Ten days later, Thursday, the 29th, was a counterpart to a deal of activity on the Union right, when business was actually suspended in Richmond through fear that an assault was imminent; a column consisting of Gregg's cavalry, supported by two infantry brigades, set out towards the Poplar Springs Church road, beyond the Vaughan turnpike, advancing about two miles. On their return, they were attacked by Hampton's cavalry, the force that had stolen the cattle-herd, and a brisk encounter followed. Friday, the 30th, extending into Saturday, took place the battle of Peebles' farm between certain portions of the Fifth and Ninth Corps and the Confederates, General Grant having in mind a movement towards the Southside Railroad, expecting thus to still further cripple the cities of Petersburg and Richmond, the result being a considerable advance westward of the Union left. While all of this commotion was taking place, the Thirty-ninth Regiment moved into the fort, remaining there until the 16th of October, when it came out and took a position on the Weldon Railroad half a mile in front of Fort Duchesne, and a mile from the Globe Tavern or Yellow House.

So far as our Regiment is concerned, affairs are very quiet, though the extended Union line towards the west affords opportunity for constant work, day and night, for every man, and the number in the Thirty-ninth is not very great, so large a portion of the survivors of the Regiment being involuntary boarders in the Confederacy. The fact that less than eleven months remain of the service for which the men enlisted causes not a few remarks as to the gradual approach of the day of release, though all must know that the future holds many possibilities of battles and other exposure. Ignorance in this case is surely bliss. The first third of October covers considerable activity on the Union right, where Darbytown Road wins a place in battle lists, and the cooler nights indicate the approach of another winter with its peculiar exactions. The first frost comes on the night of the 9th-10th.
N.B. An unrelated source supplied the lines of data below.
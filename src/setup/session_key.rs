// src/setup/session_key.rs
//! Session keys of the form `pkg.ClassName#methodName`
//!
//! Decoding is purely textual and never fails: a key without `#` has an
//! empty method name.

use std::fmt;

/// Decoded session key
#[derive(Debug, Clone, PartialEq, Eq, Hash)]
pub struct SessionKey {
    raw: String,
    class_name: String,
    method_name: String,
}

impl SessionKey {
    pub fn parse(raw: impl Into<String>) -> Self {
        let raw = raw.into();
        let class_name = class_name_of(&raw).to_string();
        let method_name = method_name_of(&raw).to_string();
        Self {
            raw,
            class_name,
            method_name,
        }
    }

    /// Key for a class and method, fully qualified
    pub fn compose(qualified_class: &str, method_name: &str) -> Self {
        Self::parse(format!("{qualified_class}#{method_name}"))
    }

    pub fn as_str(&self) -> &str {
        &self.raw
    }

    /// Last dotted segment of the class part
    pub fn class_name(&self) -> &str {
        &self.class_name
    }

    pub fn method_name(&self) -> &str {
        &self.method_name
    }
}

impl fmt::Display for SessionKey {
    fn fmt(&self, f: &mut fmt::Formatter<'_>) -> fmt::Result {
        f.write_str(&self.raw)
    }
}

/// Segment after the first `#`, or `""`
pub fn method_name_of(key: &str) -> &str {
    key.split('#').nth(1).unwrap_or("")
}

/// Last non-empty dotted segment before `#`
pub fn class_name_of(key: &str) -> &str {
    let class_part = key.split('#').next().unwrap_or("");
    class_part
        .rsplit('.')
        .find(|segment| !segment.is_empty())
        .unwrap_or(class_part)
}

#[cfg(test)]
mod tests {
    use super::*;
    use proptest::prelude::*;

    #[test]
    fn test_qualified_key() {
        let key = SessionKey::parse("org.example.MyClass#myMethod");
        assert_eq!(key.class_name(), "MyClass");
        assert_eq!(key.method_name(), "myMethod");
        assert_eq!(key.to_string(), "org.example.MyClass#myMethod");
    }

    #[test]
    fn test_key_without_hash() {
        let key = SessionKey::parse("org.example.MyClass");
        assert_eq!(key.class_name(), "MyClass");
        assert_eq!(key.method_name(), "");
    }

    #[test]
    fn test_many_package_segments() {
        let key = SessionKey::parse("org.htmlunit.more.packages.myclass#mymethod");
        assert_eq!(key.class_name(), "myclass");
        assert_eq!(key.method_name(), "mymethod");
    }

    #[test]
    fn test_unqualified_and_degenerate_keys() {
        assert_eq!(class_name_of("Plain#run"), "Plain");
        assert_eq!(method_name_of("Plain#"), "");
        assert_eq!(method_name_of("A#b#c"), "b");
        assert_eq!(class_name_of(""), "");
        assert_eq!(method_name_of(""), "");
    }

    #[test]
    fn test_compose() {
        let key = SessionKey::compose("suite.LoginTest", "rejectsBadPassword");
        assert_eq!(key.as_str(), "suite.LoginTest#rejectsBadPassword");
        assert_eq!(key.class_name(), "LoginTest");
    }

    proptest! {
        #[test]
        fn prop_compose_then_decode(
            package in "[a-z]{1,8}(\\.[a-z]{1,8}){0,3}",
            class in "[A-Z][A-Za-z0-9]{0,12}",
            method in "[a-z][A-Za-z0-9_]{0,12}",
        ) {
            let key = SessionKey::compose(&format!("{package}.{class}"), &method);
            prop_assert_eq!(key.class_name(), class.as_str());
            prop_assert_eq!(key.method_name(), method.as_str());
        }
    }
}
From the 8th to the 11th all sorts of firing have been common in the vicinity of Sedgwick or "Fort Hell" in local parlance, on the last named night the pyrotechny being especially brilliant, a Richmond paper stating that it was the heaviest mortar shelling of the siege, "The heavens being ablaze with brilliant meteors, ascending, descending and shooting athwart the horizon in almost countless numbers and unsurpassed beauty."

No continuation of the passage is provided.